Das Liquid Network von Blockstream funktioniert nach einem föderierten Modell, das Unterschriften von 11 der 15 Mitgliedsunternehmen erfordert, um Transaktionen zu autorisieren. Berichten zufolge haben die Hacker einen Inflationsfehler ausgenutzt, um nicht existierende LBTC zu erstellen, die sie dann gegen on-chain BTC eintauschten. Als Vorsichtsmaßnahme hat Blockstream die Brücken-Knoten pausiert und den Börsen geraten, L-BTC-Einzahlungen und -Abhebungen zu stoppen.

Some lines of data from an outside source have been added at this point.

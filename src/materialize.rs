//! Creation of host nodes for resolved virtual nodes.

use crate::{
	host::{Host, HostId},
	tree::{NodeId, NodeKind, Tree},
};
use std::rc::Rc;
use tracing::trace_span;

/// Creates host counterparts for `node` and its subtree, depth-first, and binds them to the virtual nodes.
///
/// Each element gets its attributes and then its listeners in attachment order.
/// Children are appended to their already created parent, so nothing is inserted into a host tree before its parent exists.
/// The returned root handle is not attached anywhere yet.
pub(crate) fn materialize(tree: &mut Tree, host: &dyn Host, node: NodeId) -> HostId {
	let span = trace_span!("materialize", ?node);
	let _enter = span.enter();

	let handle = match tree[node].kind() {
		NodeKind::Element { tag, attributes } => {
			let handle = host.create_element(tag);
			for attribute in attributes {
				host.set_attribute(handle, &attribute.name, &attribute.value);
			}
			handle
		}
		NodeKind::Text(text) => host.create_text_node(text),
	};
	for event in tree[node].events() {
		host.add_event_listener(handle, &event.name, Rc::clone(&event.handler));
	}
	tree[node].host = Some(handle);

	let children: Vec<NodeId> = tree.children(node).collect();
	for child in children {
		let child = materialize(tree, host, child);
		host.append_child(handle, child);
	}
	handle
}

/// Frees `node` with its subtree and lets the host drop whatever it kept for the freed handles.
///
/// Doesn't remove anything from the host tree.
pub(crate) fn release(tree: &mut Tree, host: &dyn Host, node: NodeId) {
	for handle in tree.release(node) {
		host.release(handle);
	}
}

Trotz des erheblichen Betrags an BTC, der im Spiel ist, haben die Hacker die Mehrheit der Gelder von der neuen Adresse, die sie erstellt haben, noch nicht bewegt. Dies hat zu Spekulationen geführt, dass sie möglicherweise offen für Verhandlungen sind und eventuell eine Findergebühr im Austausch für die Rückgabe der gestohlenen Vermögenswerte verlangen könnten. In der Zwischenzeit befinden sich Nutzer, die L-BTC halten, in einer prekären Lage, da ihre Vermögenswerte effektiv eingefroren sind, bis eine Lösung gefunden wird.
FAQ
Was ist am 6. September 2026 mit Blockstreams Liquid Network passiert?

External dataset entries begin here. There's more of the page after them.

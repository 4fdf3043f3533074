#![doc(html_root_url = "https://docs.rs/cambium-dom/0.0.1")]
#![warn(clippy::pedantic)]

//! Component instances rendered from markup templates into a spliceable virtual node tree,
//! materialized onto a host document.
//!
//! A [`Component`] expands its template into markup containing placeholder markers.
//! The markup is [built](`load::build`) into the runtime's [`Tree`], the markers are resolved
//! (nested components spliced in, events and bindings attached) and the result is materialized through a [`Host`].
//!
//! Updates never diff: [`Handle::refresh`] regenerates a component wholesale and swaps its top-level host nodes,
//! while [`Handle::append`] and [`Handle::remove`] touch only the affected collection item.
//!
//! # Logging
//!
//! Everything is traced through [`tracing`].
//! Markup, text and bound values only show up in logs with the `"dangerous-logging"` feature enabled.

#[cfg(doctest)]
pub mod readme {
	doc_comment::doctest!("../README.md");
}

pub mod component;
pub mod config;
pub mod error;
pub mod host;
pub mod load;
mod materialize;
pub mod registry;
mod resolve;
pub mod runtime;
pub mod template;
pub mod tree;

pub use component::{ChildList, Collection, Component, ComponentRef, Handle, Name, NoNames, Updates, Value};
pub use config::Config;
pub use error::{ExpandError, LoadError, TemplateError, TreeDefect, Violation};
pub use host::{memory::MemoryHost, web::WebHost, Event, Host, HostId, Listener};
pub use registry::{IdGenerator, SequentialIds, UuidIds};
pub use runtime::Runtime;
pub use tree::{Attribute, EventRecord, Fragment, NodeId, NodeKind, Tree, VirtualNode};
//! The host document boundary.
//!
//! Virtual nodes only ever see opaque [`HostId`]s; each [`Host`] maps them onto its native nodes.

use std::rc::Rc;

pub mod memory;
pub mod web;

/// Opaque handle to a host-side node, minted by the [`Host`] that created it.
#[derive(Debug, Clone, Copy, PartialEq, Eq, Hash, PartialOrd, Ord)]
pub struct HostId(u64);
impl HostId {
	#[must_use]
	pub const fn new(raw: u64) -> Self {
		Self(raw)
	}

	#[must_use]
	pub const fn raw(self) -> u64 {
		self.0
	}
}

/// A host event, converted into the shape handlers expect.
#[derive(Debug, Clone, Default, PartialEq, Eq)]
pub struct Event {
	/// The event type, i.e. `"click"`.
	pub name: String,
	/// The target's current `value`, for form controls.
	pub value: Option<String>,
	pub target: Option<HostId>,
}
impl Event {
	#[must_use]
	pub fn new(name: impl Into<String>) -> Self {
		Self {
			name: name.into(),
			..Self::default()
		}
	}

	#[must_use]
	pub fn with_value(mut self, value: impl Into<String>) -> Self {
		self.value = Some(value.into());
		self
	}
}

/// Callback attached to a host node.
pub type Listener = Rc<dyn Fn(&Event)>;

/// Native document operations the engine depends on.
///
/// All methods take `&self`: listeners may call back into the engine (and through it into the host) while the host is dispatching.
pub trait Host {
	fn create_element(&self, tag: &str) -> HostId;
	fn create_text_node(&self, text: &str) -> HostId;
	fn set_attribute(&self, node: HostId, name: &str, value: &str);
	fn add_event_listener(&self, node: HostId, event: &str, listener: Listener);
	fn append_child(&self, parent: HostId, child: HostId);
	/// Inserts `child` before `reference`, or at the end if `reference` is `None`.
	fn insert_before(&self, parent: HostId, child: HostId, reference: Option<HostId>);
	/// Takes `node` out of the document.
	fn remove(&self, node: HostId);
	fn replace_with(&self, old: HostId, new: HostId);
	/// Drops host-side resources associated with `node` (i.e. its listeners).
	///
	/// Called once for every node of a subtree that was removed or replaced. `node` is never used again afterwards.
	fn release(&self, node: HostId);
}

Am 6. September 2026 erlebte Blockstreams Liquid Network einen Sicherheitsvorfall, bei dem angebliche White-Hat-Hacker etwa 4.000 BTC, im Wert von rund 320 Millionen Dollar, aus ihrer Föderations-Wallet abgezogen haben.
Wie gelang es den Hackern, einen so großen Betrag an BTC abzuheben?

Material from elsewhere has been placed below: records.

/// Runtime-wide settings.
#[derive(Debug, Clone, PartialEq, Eq)]
pub struct Config {
	/// Element whose children form a component's top-level node list after parsing.
	pub container: String,
	/// Prefix of all placeholder markers.
	pub prefix: String,
	/// Event on which bound fields receive the target's value.
	pub binding_event: String,
	/// Whether templates are trimmed before expansion.
	pub trim_templates: bool,
}

impl Default for Config {
	fn default() -> Self {
		Self {
			container: "body".to_owned(),
			prefix: "cambium".to_owned(),
			binding_event: "change".to_owned(),
			trim_templates: true,
		}
	}
}

impl Config {
	#[must_use]
	pub fn with_container(mut self, container: impl Into<String>) -> Self {
		self.container = container.into();
		self
	}

	#[must_use]
	pub fn with_prefix(mut self, prefix: impl Into<String>) -> Self {
		self.prefix = prefix.into();
		self
	}

	#[must_use]
	pub fn with_binding_event(mut self, event: impl Into<String>) -> Self {
		self.binding_event = event.into();
		self
	}

	#[must_use]
	pub fn with_trim_templates(mut self, trim: bool) -> Self {
		self.trim_templates = trim;
		self
	}

	/// Tag of component placeholder elements, i.e. `cambium-component`.
	#[must_use]
	pub fn component_tag(&self) -> String {
		format!("{}-component", self.prefix)
	}

	/// Attribute name prefix of binding markers, i.e. `cambium-bind-`.
	#[must_use]
	pub fn binding_prefix(&self) -> String {
		format!("{}-bind-", self.prefix)
	}

	/// Attribute name prefix of event markers, i.e. `cambium-on-`.
	#[must_use]
	pub fn event_prefix(&self) -> String {
		format!("{}-on-", self.prefix)
	}
}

Die Hacker sollen einen Inflationsfehler ausgenutzt haben, um nicht existierende LBTC zu erstellen, die sie dann gegen On-Chain-BTC eintauschten. Dies ermöglichte es ihnen, einen erheblichen Teil der Reserven des Liquid Networks abzuheben.
Welche Maßnahmen hat Blockstream nach dem Vorfall ergriffen?
Blockstream hat die Brücken-Knoten pausiert und den Börsen geraten, L-BTC-Einzahlungen und -Abhebungen zu stoppen, um weitere Probleme zu verhindern, während sie den Vorfall untersuchen.
Was bedeutet der Begriff 'White-Hat-Hacker' in diesem Kontext?
'White-Hat-Hacker' bezieht sich auf Personen, die ihre Hacking-Fähigkeiten für ethische Zwecke einsetzen, oft um Sicherheitsanfälligkeiten zu identifizieren und zu beheben. In diesem Fall behaupteten die Hacker, White-Hats zu sein, und hinterließen eine Nachricht auf der Blockchain, die ihre Absichten anzeigte.
Wie ist der aktuelle Status der von den Hackern abgehobenen Gelder?
Bis jetzt haben die Hacker den Großteil der Gelder von der neuen Adresse, die sie erstellt haben, nicht bewegt, was zu Spekulationen führt, dass sie möglicherweise offen für Verhandlungen über die Rückgabe der Vermögenswerte sind.